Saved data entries
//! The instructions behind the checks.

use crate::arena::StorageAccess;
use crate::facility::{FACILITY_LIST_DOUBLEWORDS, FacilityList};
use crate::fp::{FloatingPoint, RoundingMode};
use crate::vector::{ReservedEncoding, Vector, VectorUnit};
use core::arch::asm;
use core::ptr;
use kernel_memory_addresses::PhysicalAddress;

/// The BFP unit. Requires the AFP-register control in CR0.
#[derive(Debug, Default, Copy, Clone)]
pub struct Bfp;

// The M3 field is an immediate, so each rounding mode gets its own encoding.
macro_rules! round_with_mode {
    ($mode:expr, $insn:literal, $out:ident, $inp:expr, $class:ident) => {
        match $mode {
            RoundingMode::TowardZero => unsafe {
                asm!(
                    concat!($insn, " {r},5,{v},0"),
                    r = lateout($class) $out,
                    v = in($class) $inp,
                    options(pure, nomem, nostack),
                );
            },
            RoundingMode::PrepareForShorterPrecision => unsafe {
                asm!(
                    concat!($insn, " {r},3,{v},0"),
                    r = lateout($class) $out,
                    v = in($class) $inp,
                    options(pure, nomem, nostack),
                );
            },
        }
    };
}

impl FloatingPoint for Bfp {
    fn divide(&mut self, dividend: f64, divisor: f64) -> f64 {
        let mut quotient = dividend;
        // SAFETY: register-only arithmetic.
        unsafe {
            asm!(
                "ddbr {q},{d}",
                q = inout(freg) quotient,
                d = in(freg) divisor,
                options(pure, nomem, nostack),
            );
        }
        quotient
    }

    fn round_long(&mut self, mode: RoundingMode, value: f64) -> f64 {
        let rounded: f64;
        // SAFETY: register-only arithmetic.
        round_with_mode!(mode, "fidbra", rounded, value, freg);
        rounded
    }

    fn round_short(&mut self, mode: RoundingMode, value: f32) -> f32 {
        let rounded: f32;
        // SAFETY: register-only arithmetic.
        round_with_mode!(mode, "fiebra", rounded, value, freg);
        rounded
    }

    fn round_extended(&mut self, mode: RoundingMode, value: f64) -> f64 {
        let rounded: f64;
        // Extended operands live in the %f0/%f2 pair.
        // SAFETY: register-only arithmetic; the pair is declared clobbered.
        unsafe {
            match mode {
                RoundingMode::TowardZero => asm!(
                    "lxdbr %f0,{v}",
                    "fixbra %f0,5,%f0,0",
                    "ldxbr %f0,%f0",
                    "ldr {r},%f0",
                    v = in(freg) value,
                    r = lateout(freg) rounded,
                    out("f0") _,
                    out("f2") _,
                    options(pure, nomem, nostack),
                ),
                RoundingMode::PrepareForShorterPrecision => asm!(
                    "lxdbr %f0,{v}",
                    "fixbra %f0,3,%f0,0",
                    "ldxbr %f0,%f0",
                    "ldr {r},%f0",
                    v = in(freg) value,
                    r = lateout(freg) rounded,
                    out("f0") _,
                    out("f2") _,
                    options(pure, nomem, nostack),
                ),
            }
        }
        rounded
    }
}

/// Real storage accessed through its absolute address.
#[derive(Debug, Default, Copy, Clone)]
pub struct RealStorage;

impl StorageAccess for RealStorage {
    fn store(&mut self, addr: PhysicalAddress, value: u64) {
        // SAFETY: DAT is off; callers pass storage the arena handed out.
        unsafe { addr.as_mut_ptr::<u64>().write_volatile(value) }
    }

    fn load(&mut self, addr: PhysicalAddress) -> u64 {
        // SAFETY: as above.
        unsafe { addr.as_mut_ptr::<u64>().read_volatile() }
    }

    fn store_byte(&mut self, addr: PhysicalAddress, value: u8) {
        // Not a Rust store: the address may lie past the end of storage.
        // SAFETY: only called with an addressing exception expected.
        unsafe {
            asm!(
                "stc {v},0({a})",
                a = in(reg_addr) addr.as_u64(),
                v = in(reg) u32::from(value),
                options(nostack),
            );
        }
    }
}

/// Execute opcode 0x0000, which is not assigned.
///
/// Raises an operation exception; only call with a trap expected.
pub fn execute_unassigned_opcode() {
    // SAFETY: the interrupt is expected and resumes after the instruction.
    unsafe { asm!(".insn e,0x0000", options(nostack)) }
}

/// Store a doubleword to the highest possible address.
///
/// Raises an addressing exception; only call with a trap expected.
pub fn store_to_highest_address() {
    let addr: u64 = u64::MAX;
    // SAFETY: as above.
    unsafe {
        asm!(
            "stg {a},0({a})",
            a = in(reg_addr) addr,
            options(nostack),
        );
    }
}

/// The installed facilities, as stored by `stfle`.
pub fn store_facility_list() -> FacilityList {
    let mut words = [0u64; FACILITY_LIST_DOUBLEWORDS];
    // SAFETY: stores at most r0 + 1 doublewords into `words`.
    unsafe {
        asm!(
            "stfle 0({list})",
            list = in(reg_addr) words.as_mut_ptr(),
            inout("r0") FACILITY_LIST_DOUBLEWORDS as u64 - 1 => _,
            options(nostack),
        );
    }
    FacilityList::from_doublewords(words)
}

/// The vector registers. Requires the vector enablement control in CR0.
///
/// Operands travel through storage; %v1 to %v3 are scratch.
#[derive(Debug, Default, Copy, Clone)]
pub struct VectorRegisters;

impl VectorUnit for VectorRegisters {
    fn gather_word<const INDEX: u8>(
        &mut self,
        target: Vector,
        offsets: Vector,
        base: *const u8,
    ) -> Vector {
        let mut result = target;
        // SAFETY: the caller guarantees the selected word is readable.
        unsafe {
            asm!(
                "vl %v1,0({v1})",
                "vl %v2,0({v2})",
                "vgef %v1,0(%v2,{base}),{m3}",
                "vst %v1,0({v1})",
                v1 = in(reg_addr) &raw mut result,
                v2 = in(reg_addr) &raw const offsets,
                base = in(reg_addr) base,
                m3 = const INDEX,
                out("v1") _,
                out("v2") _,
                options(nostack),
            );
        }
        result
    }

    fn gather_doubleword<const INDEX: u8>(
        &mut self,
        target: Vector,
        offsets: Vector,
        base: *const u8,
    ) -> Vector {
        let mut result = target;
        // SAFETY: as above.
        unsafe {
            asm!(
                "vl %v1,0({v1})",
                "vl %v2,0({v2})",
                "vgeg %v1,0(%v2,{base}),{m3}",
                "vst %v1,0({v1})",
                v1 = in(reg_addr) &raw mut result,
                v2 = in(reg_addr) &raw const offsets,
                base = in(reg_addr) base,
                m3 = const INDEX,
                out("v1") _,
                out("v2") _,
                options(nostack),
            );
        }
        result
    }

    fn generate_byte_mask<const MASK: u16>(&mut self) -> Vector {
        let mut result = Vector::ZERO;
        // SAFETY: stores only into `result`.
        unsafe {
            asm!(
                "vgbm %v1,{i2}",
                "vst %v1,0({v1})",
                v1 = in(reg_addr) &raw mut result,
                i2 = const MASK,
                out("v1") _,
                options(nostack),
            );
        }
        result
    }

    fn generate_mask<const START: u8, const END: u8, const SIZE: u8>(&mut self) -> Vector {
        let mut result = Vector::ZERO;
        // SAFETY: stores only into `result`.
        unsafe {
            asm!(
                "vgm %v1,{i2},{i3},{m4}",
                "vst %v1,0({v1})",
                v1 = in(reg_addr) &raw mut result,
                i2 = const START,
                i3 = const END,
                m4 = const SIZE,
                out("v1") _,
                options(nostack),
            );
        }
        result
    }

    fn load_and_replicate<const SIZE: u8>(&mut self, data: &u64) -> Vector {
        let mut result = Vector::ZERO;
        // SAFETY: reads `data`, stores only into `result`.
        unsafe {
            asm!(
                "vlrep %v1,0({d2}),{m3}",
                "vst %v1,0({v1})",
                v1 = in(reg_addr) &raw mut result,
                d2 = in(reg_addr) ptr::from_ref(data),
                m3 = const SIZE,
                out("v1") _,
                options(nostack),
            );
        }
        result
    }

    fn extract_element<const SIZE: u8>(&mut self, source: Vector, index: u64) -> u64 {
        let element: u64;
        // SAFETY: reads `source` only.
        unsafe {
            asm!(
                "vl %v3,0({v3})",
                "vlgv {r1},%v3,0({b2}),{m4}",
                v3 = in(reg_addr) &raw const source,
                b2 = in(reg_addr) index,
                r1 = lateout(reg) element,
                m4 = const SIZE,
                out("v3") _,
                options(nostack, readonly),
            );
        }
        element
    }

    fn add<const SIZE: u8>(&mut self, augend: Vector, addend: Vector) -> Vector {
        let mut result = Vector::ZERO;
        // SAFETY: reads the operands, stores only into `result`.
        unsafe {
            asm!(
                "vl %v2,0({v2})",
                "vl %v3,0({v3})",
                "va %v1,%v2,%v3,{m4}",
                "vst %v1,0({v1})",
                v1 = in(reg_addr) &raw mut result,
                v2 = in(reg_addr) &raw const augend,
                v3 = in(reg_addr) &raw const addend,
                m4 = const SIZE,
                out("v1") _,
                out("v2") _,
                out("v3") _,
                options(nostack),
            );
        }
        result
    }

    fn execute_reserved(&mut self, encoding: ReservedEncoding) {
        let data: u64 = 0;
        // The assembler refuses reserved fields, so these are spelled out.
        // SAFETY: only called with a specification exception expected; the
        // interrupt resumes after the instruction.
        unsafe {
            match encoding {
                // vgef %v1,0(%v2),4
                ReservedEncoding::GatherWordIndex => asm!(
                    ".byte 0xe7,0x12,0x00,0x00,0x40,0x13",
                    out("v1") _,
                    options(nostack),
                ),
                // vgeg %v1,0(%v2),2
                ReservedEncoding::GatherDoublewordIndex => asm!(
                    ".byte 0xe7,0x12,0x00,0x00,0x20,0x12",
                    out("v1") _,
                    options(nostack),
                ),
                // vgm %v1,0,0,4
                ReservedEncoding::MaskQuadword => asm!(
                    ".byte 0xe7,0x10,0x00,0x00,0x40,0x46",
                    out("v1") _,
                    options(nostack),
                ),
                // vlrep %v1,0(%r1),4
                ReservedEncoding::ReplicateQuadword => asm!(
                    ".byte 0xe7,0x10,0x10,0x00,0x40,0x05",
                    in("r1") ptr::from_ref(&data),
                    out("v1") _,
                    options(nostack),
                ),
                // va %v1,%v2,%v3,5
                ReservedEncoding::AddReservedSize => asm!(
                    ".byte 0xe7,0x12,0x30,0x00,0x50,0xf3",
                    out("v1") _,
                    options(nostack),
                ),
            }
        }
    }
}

==

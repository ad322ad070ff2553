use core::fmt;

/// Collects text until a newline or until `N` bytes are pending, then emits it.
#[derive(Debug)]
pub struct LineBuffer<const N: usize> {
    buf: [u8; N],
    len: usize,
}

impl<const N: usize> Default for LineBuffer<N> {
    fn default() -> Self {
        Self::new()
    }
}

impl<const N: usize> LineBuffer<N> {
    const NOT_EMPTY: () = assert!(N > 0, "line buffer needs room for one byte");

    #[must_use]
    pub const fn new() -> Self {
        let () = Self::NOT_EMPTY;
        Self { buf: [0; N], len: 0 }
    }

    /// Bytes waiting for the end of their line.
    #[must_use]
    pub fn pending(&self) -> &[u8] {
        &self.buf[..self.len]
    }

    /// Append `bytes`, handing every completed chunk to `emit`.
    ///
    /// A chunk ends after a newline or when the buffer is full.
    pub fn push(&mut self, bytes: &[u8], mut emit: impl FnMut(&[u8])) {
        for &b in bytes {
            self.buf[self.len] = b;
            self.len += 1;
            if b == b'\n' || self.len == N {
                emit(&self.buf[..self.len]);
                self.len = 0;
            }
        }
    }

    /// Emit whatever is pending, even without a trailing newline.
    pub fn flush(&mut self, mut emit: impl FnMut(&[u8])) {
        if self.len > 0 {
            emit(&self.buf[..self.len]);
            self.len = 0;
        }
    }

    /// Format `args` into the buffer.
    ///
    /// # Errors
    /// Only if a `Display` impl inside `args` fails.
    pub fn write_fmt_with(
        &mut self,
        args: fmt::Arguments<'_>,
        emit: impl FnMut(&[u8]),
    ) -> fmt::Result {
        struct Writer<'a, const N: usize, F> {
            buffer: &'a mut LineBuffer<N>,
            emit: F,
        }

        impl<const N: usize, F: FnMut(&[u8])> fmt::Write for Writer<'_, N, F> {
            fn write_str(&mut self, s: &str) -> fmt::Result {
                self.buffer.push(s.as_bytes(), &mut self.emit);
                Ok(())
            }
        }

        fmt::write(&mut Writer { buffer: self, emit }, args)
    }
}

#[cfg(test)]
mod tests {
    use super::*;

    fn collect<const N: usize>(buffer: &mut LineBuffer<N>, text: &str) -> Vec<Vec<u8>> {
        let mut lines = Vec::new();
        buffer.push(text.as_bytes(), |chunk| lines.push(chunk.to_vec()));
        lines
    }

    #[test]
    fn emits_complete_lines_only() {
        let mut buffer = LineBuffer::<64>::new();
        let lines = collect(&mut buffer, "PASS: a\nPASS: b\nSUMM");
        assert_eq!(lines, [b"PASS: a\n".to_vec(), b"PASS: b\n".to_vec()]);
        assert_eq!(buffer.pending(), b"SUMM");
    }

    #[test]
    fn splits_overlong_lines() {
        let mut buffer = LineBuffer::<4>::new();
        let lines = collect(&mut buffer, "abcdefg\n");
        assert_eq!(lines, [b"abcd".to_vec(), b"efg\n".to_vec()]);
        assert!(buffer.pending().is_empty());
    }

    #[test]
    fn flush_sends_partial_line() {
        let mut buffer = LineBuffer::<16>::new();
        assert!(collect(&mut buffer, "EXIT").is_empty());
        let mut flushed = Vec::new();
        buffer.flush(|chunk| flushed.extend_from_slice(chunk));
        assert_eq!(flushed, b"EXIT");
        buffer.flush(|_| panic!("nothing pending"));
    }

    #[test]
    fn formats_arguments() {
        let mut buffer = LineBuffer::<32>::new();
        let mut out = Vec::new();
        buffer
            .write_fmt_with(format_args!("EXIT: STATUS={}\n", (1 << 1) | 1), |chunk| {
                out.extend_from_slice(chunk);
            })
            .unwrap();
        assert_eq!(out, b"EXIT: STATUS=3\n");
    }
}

== YOUR TASK ==
The answer consists of every line above in which the word "source" occurs.

== EXERCISE ANSWER ==
    fn extract_element<const SIZE: u8>(&mut self, source: Vector, index: u64) -> u64 {
        // SAFETY: reads `source` only.
                v3 = in(reg_addr) &raw const source,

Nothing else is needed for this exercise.